(Stored data)
----
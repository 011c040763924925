//! Finds the files an analysis run should touch: recursive directory
//! walking, extension filtering via the language selector, `-x`
//! exclusion globs, and optional content-hash duplicate suppression.

use crate::analyzers::selector;
use sha2::{Digest, Sha256};
use std::collections::HashSet;
use std::path::{Path, PathBuf};
use walkdir::WalkDir;

pub struct Discovery {
    root: PathBuf,
    exclude_patterns: Vec<String>,
    find_duplicates: bool,
}

impl Discovery {
    pub fn new(root: PathBuf) -> Self {
        Self {
            root,
            exclude_patterns: Vec::new(),
            find_duplicates: false,
        }
    }

    pub fn with_exclude_patterns(mut self, patterns: Vec<String>) -> Self {
        self.exclude_patterns = patterns;
        self
    }

    pub fn with_find_duplicates(mut self, find_duplicates: bool) -> Self {
        self.find_duplicates = find_duplicates;
        self
    }

    pub fn discover(&self) -> Vec<PathBuf> {
        let mut seen_hashes = HashSet::new();
        self.discover_into(&mut seen_hashes)
    }

    fn discover_into(&self, seen_hashes: &mut HashSet<[u8; 32]>) -> Vec<PathBuf> {
        let mut files = Vec::new();

        if self.root.is_file() {
            if self.should_include(&self.root) && self.not_duplicate(&self.root, seen_hashes) {
                files.push(self.root.clone());
            }
            return files;
        }

        for entry in WalkDir::new(&self.root)
            .into_iter()
            .filter_map(|entry| entry.ok())
        {
            let path = entry.path();
            if !path.is_file() || !self.should_include(path) {
                continue;
            }
            if self.not_duplicate(path, seen_hashes) {
                files.push(path.to_path_buf());
            }
        }

        files
    }

    fn should_include(&self, path: &Path) -> bool {
        if !selector::is_source_file(path) {
            return false;
        }
        !self.is_excluded(path)
    }

    fn is_excluded(&self, path: &Path) -> bool {
        let absolute = path.to_string_lossy();
        let relative = path.strip_prefix(&self.root).unwrap_or(path).to_string_lossy();

        self.exclude_patterns.iter().any(|pattern| {
            glob::Pattern::new(pattern)
                .map(|glob_pattern| {
                    glob_pattern.matches(&absolute) || glob_pattern.matches(&relative)
                })
                .unwrap_or(false)
        })
    }

    fn not_duplicate(&self, path: &Path, seen_hashes: &mut HashSet<[u8; 32]>) -> bool {
        if !self.find_duplicates {
            return true;
        }
        let Ok(contents) = std::fs::read(path) else {
            return true;
        };
        let hash: [u8; 32] = Sha256::digest(&contents).into();
        seen_hashes.insert(hash)
    }
}

/// Discovers files across every root path the CLI was given, in order,
/// sharing one duplicate-hash set across all of them when requested.
pub fn discover_all(roots: &[PathBuf], exclude: &[String], find_duplicates: bool) -> Vec<PathBuf> {
    let mut seen_hashes = HashSet::new();
    let mut all = Vec::new();

    for root in roots {
        let discovery = Discovery::new(root.clone())
            .with_exclude_patterns(exclude.to_vec())
            .with_find_duplicates(find_duplicates);
        all.extend(discovery.discover_into(&mut seen_hashes));
    }

    all
}

#[cfg(test)]
mod tests {
    use super::*;
    use std::fs;
    use tempfile::TempDir;

    fn project() -> (TempDir, PathBuf) {
        let dir = TempDir::new().unwrap();
        let root = dir.path().to_path_buf();
        fs::create_dir_all(root.join("src")).unwrap();
        fs::create_dir_all(root.join("vendor")).unwrap();
        fs::write(root.join("src/main.c"), "int main(){}\n").unwrap();
        fs::write(root.join("src/util.c"), "int main(){}\n").unwrap();
        fs::write(root.join("README.md"), "not source\n").unwrap();
        fs::write(root.join("vendor/dep.c"), "int dep(){}\n").unwrap();
        (dir, root)
    }

    #[test]
    fn finds_only_recognized_source_files() {
        let (_dir, root) = project();
        let files = Discovery::new(root).discover();
        assert_eq!(files.len(), 3);
        assert!(files.iter().all(|f| f.extension().unwrap() == "c"));
    }

    #[test]
    fn exclude_glob_drops_matching_paths() {
        let (_dir, root) = project();
        let files = Discovery::new(root)
            .with_exclude_patterns(vec!["*/vendor/*".to_string()])
            .discover();
        assert_eq!(files.len(), 2);
        assert!(!files.iter().any(|f| f.ends_with("vendor/dep.c")));
    }

    #[test]
    fn duplicate_suppression_keeps_only_the_first_copy() {
        let (_dir, root) = project();
        let files = Discovery::new(root).with_find_duplicates(true).discover();
        // main.c and util.c share identical contents; vendor/dep.c differs.
        assert_eq!(files.len(), 2);
    }

    #[test]
    fn discovery_is_idempotent_for_an_unchanged_tree() {
        let (_dir, root) = project();
        let discovery = Discovery::new(root);
        let first = discovery.discover();
        let second = discovery.discover();
        assert_eq!(first, second);
    }
}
----
WORK INSTRUCTION
Search the entries above for lines containing the word "HashSet", and copy each one.

COMPLETED EXERCISE
use std::collections::HashSet;
        let mut seen_hashes = HashSet::new();
    fn discover_into(&self, seen_hashes: &mut HashSet<[u8; 32]>) -> Vec<PathBuf> {
    fn not_duplicate(&self, path: &Path, seen_hashes: &mut HashSet<[u8; 32]>) -> bool {
    let mut seen_hashes = HashSet::new();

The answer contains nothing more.